Этот голос я уже много и подолгу слушал, и он прочно запал в мою чувственную память всей своей неповторимой особливостью.
– С вами говорит Солженицын.
Это было так внезапно, так неподготовленно, что я, совершенно обескураженный, спросил нелепо и глупо:
– А вы откуда?
Говоривший не стал отвечать на мой оторопелый вопрос — откуда он, а сразу же объявил, что мне в паре с Константином Воробьевым присуждается известная всем премия за предстоящий год.
– Кстати, как вы себя чувствуете? Постарайтесь поберечь себя.
Голос еще что-то оповещал, но я, весь иссякший в самом начале ошеломляющего сообщения, больше ничего не воспринимал. В моем перевозбудившемся мозгу начало непроизвольно прорисовываться: якобы говоривший из-за оконной изморози, и сам был одет в нечто белое, невнятное, и только плотная колодочка русой бороды отчетливо зрилась в рассеянной белизне. И почудилось мне, будто этот узнаваемый ручейно журчащий голос вдруг обрел твердость и решительность мессии совсем так, как в библейской притче о Лазаре.
– Отвалите камень! — прозвучало в моих ушах. А спустя время еще: — Развяжите его! Пусть идет!
Ради ощущения чуда я вынужден тут хронологически несколько сместить событийность и сообщу, что во исполнение воли мессии нашлись такие сподвижники, которые отвалили этот захоронный камень и освободили от усыпальных пут воскрешенного Лазаря.

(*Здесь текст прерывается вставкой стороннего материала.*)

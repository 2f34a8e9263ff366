// crates/escape_html/src/lib.rs

/// Replaces HTML-special characters in the input with their entity
/// equivalents: `&` becomes `&amp;`, `<` becomes `&lt;`, `>` becomes
/// `&gt;`, and `"` becomes `&quot;`.
///
/// Ampersands are replaced first so that the entities inserted for the
/// other characters are not escaped a second time. Single quotes are
/// left alone.
pub fn escape_html(input: &str) -> String {
    input
        .replace('&', "&amp;")
        .replace('<', "&lt;")
        .replace('>', "&gt;")
        .replace('"', "&quot;")
}
use anyhow::{Context, Result};
use clap::{Arg, Command};
use std::env;
use std::fs;

// Library dependencies.
use find_snippet_files::find_snippet_files_in_dir;
use transcode_markers::transcode;

/// Name of the output subdirectory. It must already exist and be
/// writable; it is never created here.
const OUT_DIR_NAME: &str = "out";

fn main() -> Result<()> {
    let matches = Command::new("highlight_snippets")
        .version("0.1.0")
        .about("Rewrites marker-tagged snippet files into HTML fragments with highlighting spans")
        .arg(
            Arg::new("verbose")
                .long("verbose")
                .help("Enable verbose logging")
                .action(clap::ArgAction::SetTrue)
                .default_value("false"),
        )
        .get_matches();

    let verbose = *matches.get_one::<bool>("verbose").unwrap();

    // 1. Resolve the snippet directory and check the output directory.
    let current_dir = env::current_dir().context("Failed to get current directory")?;
    println!("--------------------------------------------------");
    println!("Snippet directory: {}", current_dir.display());

    let out_dir = current_dir.join(OUT_DIR_NAME);
    if !out_dir.is_dir() {
        eprintln!(
            "Error: output directory '{}' does not exist.",
            out_dir.display()
        );
        std::process::exit(1);
    }

    // 2. List the snippet files to process.
    let snippet_files = find_snippet_files_in_dir(&current_dir, verbose)
        .context("Failed to list snippet files")?;
    println!("Found {} snippet file(s)", snippet_files.len());
    println!("--------------------------------------------------");

    // 3. Transcode each file and write it under the same name in out/.
    for path in &snippet_files {
        let file_name = path.file_name().unwrap_or_default();
        let content = fs::read_to_string(path)
            .with_context(|| format!("Failed to read '{}'", path.display()))?;
        let html = transcode(&content)
            .with_context(|| format!("Failed to transcode '{}'", path.display()))?;
        let out_path = out_dir.join(file_name);
        fs::write(&out_path, html)
            .with_context(|| format!("Failed to write '{}'", out_path.display()))?;
        println!("Highlighted {}", file_name.to_string_lossy());
    }

    println!("--------------------------------------------------");
    println!(
        "Done: {} file(s) written to '{}'",
        snippet_files.len(),
        out_dir.display()
    );

    Ok(())
}
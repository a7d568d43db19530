//! Thread-safe handle around a single [`IssuanceLedger`].
//!
//! Each method takes the lock exactly once, so every operation (or batch)
//! reads, validates and writes as one indivisible step with respect to every
//! other holder of the handle.

use {
    crate::{
        error::LedgerError, instruction::LedgerInstruction, ledger::IssuanceLedger, processor,
        state::LedgerState,
    },
    solana_pubkey::Pubkey,
    std::sync::{Arc, Mutex, MutexGuard},
};

#[derive(Debug, Clone)]
pub struct SharedLedger {
    inner: Arc<Mutex<IssuanceLedger>>,
}

impl SharedLedger {
    pub fn new(ledger: IssuanceLedger) -> Self {
        Self {
            inner: Arc::new(Mutex::new(ledger)),
        }
    }

    fn lock(&self) -> MutexGuard<'_, IssuanceLedger> {
        // Operations never panic between writes; a poisoned guard is consistent.
        self.inner
            .lock()
            .unwrap_or_else(|poisoned| poisoned.into_inner())
    }

    /// Run a read-only closure against the ledger under the lock.
    pub fn read<T>(&self, f: impl FnOnce(&IssuanceLedger) -> T) -> T {
        f(&*self.lock())
    }

    pub fn balance_of(&self, account: &Pubkey) -> u128 {
        self.lock().balance_of(account)
    }

    pub fn total_supply(&self) -> u128 {
        self.lock().total_supply()
    }

    pub fn snapshot(&self) -> LedgerState {
        self.lock().snapshot()
    }

    /// Execute one decoded instruction as `signer`.
    pub fn execute(&self, signer: &Pubkey, instruction: LedgerInstruction) -> Result<(), LedgerError> {
        processor::execute(&mut self.lock(), signer, instruction)
    }

    /// Decode and execute one instruction as `signer`.
    pub fn process_instruction(&self, signer: &Pubkey, data: &[u8]) -> Result<(), LedgerError> {
        processor::process_instruction(&mut self.lock(), signer, data)
    }

    /// Execute a batch all-or-nothing as `signer`.
    pub fn process_transaction<I, D>(
        &self,
        signer: &Pubkey,
        instructions: I,
    ) -> Result<(), (usize, LedgerError)>
    where
        I: IntoIterator<Item = D>,
        D: AsRef<[u8]>,
    {
        processor::process_transaction(&mut self.lock(), signer, instructions)
    }
}
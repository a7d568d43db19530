//! # vDPP Issuance Ledger
//!
//! A single-asset token ledger with a hard global issuance ceiling and three
//! independently gated mint channels:
//!
//! | Channel         | Authority | Bounded by                          |
//! |-----------------|-----------|-------------------------------------|
//! | `mint_admin`    | owner     | global cap                          |
//! | `mint_treasury` | owner     | treasury sub-cap, then global cap   |
//! | `mint_lp_rewards` | hook    | global cap                          |
//!
//! The deployer becomes the owner and receives the genesis treasury
//! allocation. The owner may later designate a hook (the Desired Price Pool
//! hook) that is the only identity allowed to mint LP rewards.
//!
//! Every operation is all-or-nothing: a rejected call leaves balances,
//! counters and roles exactly as they were.
//!
//! ## Quick start
//!
//! ```rust
//! use {
//!     solana_pubkey::Pubkey,
//!     vdpp_issuance_ledger::{constants::ONE_TOKEN, IssuanceLedger, LedgerConfig, LedgerError},
//! };
//!
//! let deployer = Pubkey::new_unique();
//! let hook = Pubkey::new_unique();
//! let lp = Pubkey::new_unique();
//!
//! let mut ledger = IssuanceLedger::new(LedgerConfig::default(), deployer).unwrap();
//! assert_eq!(ledger.treasury_minted(), 2_000_000 * ONE_TOKEN);
//!
//! ledger.set_hook(&deployer, hook).unwrap();
//! ledger.mint_lp_rewards(&hook, &lp, 1_000 * ONE_TOKEN).unwrap();
//! assert_eq!(ledger.lp_minted(), 1_000 * ONE_TOKEN);
//!
//! // Only the hook may mint rewards.
//! assert!(matches!(
//!     ledger.mint_lp_rewards(&deployer, &lp, 1),
//!     Err(LedgerError::Unauthorized { .. })
//! ));
//! ```
//!
//! See [`issuance`] for the mint policy and [`processor`] for the
//! instruction surface.

#![cfg_attr(test, allow(clippy::arithmetic_side_effects))]

pub mod access;
pub mod config;
pub mod constants;
pub mod error;
pub mod instruction;
pub mod issuance;
pub mod ledger;
pub mod processor;
pub mod shared;
pub mod state;
pub mod store;
pub mod transfer;


// Re-exports for convenience.
pub use access::Role;
pub use config::LedgerConfig;
pub use error::{LedgerError, LedgerErrorCode};
pub use instruction::LedgerInstruction;
pub use issuance::MintChannel;
pub use ledger::IssuanceLedger;
pub use shared::SharedLedger;
pub use state::LedgerState;
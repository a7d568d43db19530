//! Issuance policy: the three mint channels.
//!
//! | Channel    | Authority | Bounds                                  | Counter           |
//! |------------|-----------|-----------------------------------------|-------------------|
//! | Admin      | owner     | global cap                              | none              |
//! | Treasury   | owner     | `max_treasury_supply`, then global cap  | `treasury_minted` |
//! | LP rewards | hook      | global cap                              | `lp_minted`       |
//!
//! A mint is first turned into a [`MintPlan`] against the current state.
//! Planning reads only; committing a plan writes only. A rejected mint
//! therefore never touches a balance or a counter.

use {
    crate::{
        access::{AccessControl, Role},
        error::LedgerError,
        store::LedgerStore,
    },
    solana_pubkey::Pubkey,
    std::fmt,
};

/// Which mint entry point an issuance goes through.
#[derive(Debug, Clone, Copy, PartialEq, Eq)]
pub enum MintChannel {
    Admin,
    Treasury,
    LpRewards,
}

impl MintChannel {
    /// Role a caller must hold to use this channel.
    pub fn required_role(&self) -> Role {
        match self {
            MintChannel::Admin | MintChannel::Treasury => Role::Owner,
            MintChannel::LpRewards => Role::Hook,
        }
    }
}

impl fmt::Display for MintChannel {
    fn fmt(&self, f: &mut fmt::Formatter<'_>) -> fmt::Result {
        match self {
            MintChannel::Admin => write!(f, "admin"),
            MintChannel::Treasury => write!(f, "treasury"),
            MintChannel::LpRewards => write!(f, "lp-rewards"),
        }
    }
}

/// Cumulative per-channel issuance.
#[derive(Debug, Clone, Copy, PartialEq, Eq, Default)]
pub struct IssuanceCounters {
    /// Treasury issuance including the genesis allocation. Never exceeds
    /// `max_treasury_supply`.
    pub treasury_minted: u128,
    /// LP-reward issuance. Informational; only the global cap bounds it.
    pub lp_minted: u128,
    /// Sub-cap on `treasury_minted`, fixed at construction.
    pub max_treasury_supply: u128,
}

impl IssuanceCounters {
    pub fn new(max_treasury_supply: u128) -> Self {
        Self {
            treasury_minted: 0,
            lp_minted: 0,
            max_treasury_supply,
        }
    }

    pub fn treasury_remaining(&self) -> u128 {
        self.max_treasury_supply.saturating_sub(self.treasury_minted)
    }
}

/// A fully validated mint, ready to commit.
#[derive(Debug, Clone, Copy, PartialEq, Eq)]
pub struct MintPlan {
    pub channel: MintChannel,
    pub to: Pubkey,
    pub amount: u128,
    pub new_total_supply: u128,
    pub new_balance: u128,
    /// Value of the channel's counter after the mint; `None` for the admin
    /// channel, which keeps no counter.
    pub new_channel_minted: Option<u128>,
}

/// Validate a mint of `amount` to `to` through `channel` by `caller`.
///
/// Checks run in a fixed order: authority, treasury sub-cap (treasury channel
/// only), global cap, recipient balance overflow.
pub fn plan_mint(
    access: &AccessControl,
    store: &LedgerStore,
    counters: &IssuanceCounters,
    caller: &Pubkey,
    channel: MintChannel,
    to: &Pubkey,
    amount: u128,
) -> Result<MintPlan, LedgerError> {
    access.check(caller, channel.required_role())?;

    let new_channel_minted = match channel {
        MintChannel::Admin => None,
        MintChannel::Treasury => Some(
            counters
                .treasury_minted
                .checked_add(amount)
                .filter(|minted| *minted <= counters.max_treasury_supply)
                .ok_or(LedgerError::TreasuryCapExceeded {
                    requested: amount,
                    treasury_minted: counters.treasury_minted,
                    max_treasury_supply: counters.max_treasury_supply,
                })?,
        ),
        // lp_minted <= total_supply, so this only fails if the global check would.
        MintChannel::LpRewards => Some(counters.lp_minted.checked_add(amount).ok_or(
            LedgerError::CapExceeded {
                requested: amount,
                total_supply: store.total_supply(),
                cap: store.cap(),
            },
        )?),
    };

    let new_total_supply = store.check_mint(amount)?;
    let new_balance = store.check_credit(to, amount)?;

    Ok(MintPlan {
        channel,
        to: *to,
        amount,
        new_total_supply,
        new_balance,
        new_channel_minted,
    })
}

/// Apply a plan produced by [`plan_mint`] against the same state.
pub(crate) fn commit_mint(
    store: &mut LedgerStore,
    counters: &mut IssuanceCounters,
    plan: &MintPlan,
) -> Result<(), LedgerError> {
    store.credit(&plan.to, plan.amount)?;
    match (plan.channel, plan.new_channel_minted) {
        (MintChannel::Treasury, Some(minted)) => counters.treasury_minted = minted,
        (MintChannel::LpRewards, Some(minted)) => counters.lp_minted = minted,
        _ => {}
    }
    debug_assert_eq!(store.total_supply(), plan.new_total_supply);
    Ok(())
}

Я с удовольствием называю их имена: это Леонид Фролов и Георгий Пряхин. Они совсем недавно издали мои книги «Вечерние стога» и «Журавлиный клин», которые выставлены здесь и которые можно полистать, как живую реальность.
Пришел момент низко, сердечно и благодарно поклониться дорогому Александру Исаевичу, воочию воплотившему это чудо о воскрешении Лазаря. А также всем его единомышленникам и соучредителям. Особую душевную признательность выражаю Наталье Дмитриевне Солженицыной — за ее жертвенное сподвижничество и удивительную человеческую доброту...

«Литературная газета» № 19–20 (5833) 16–20 мая 2001 г.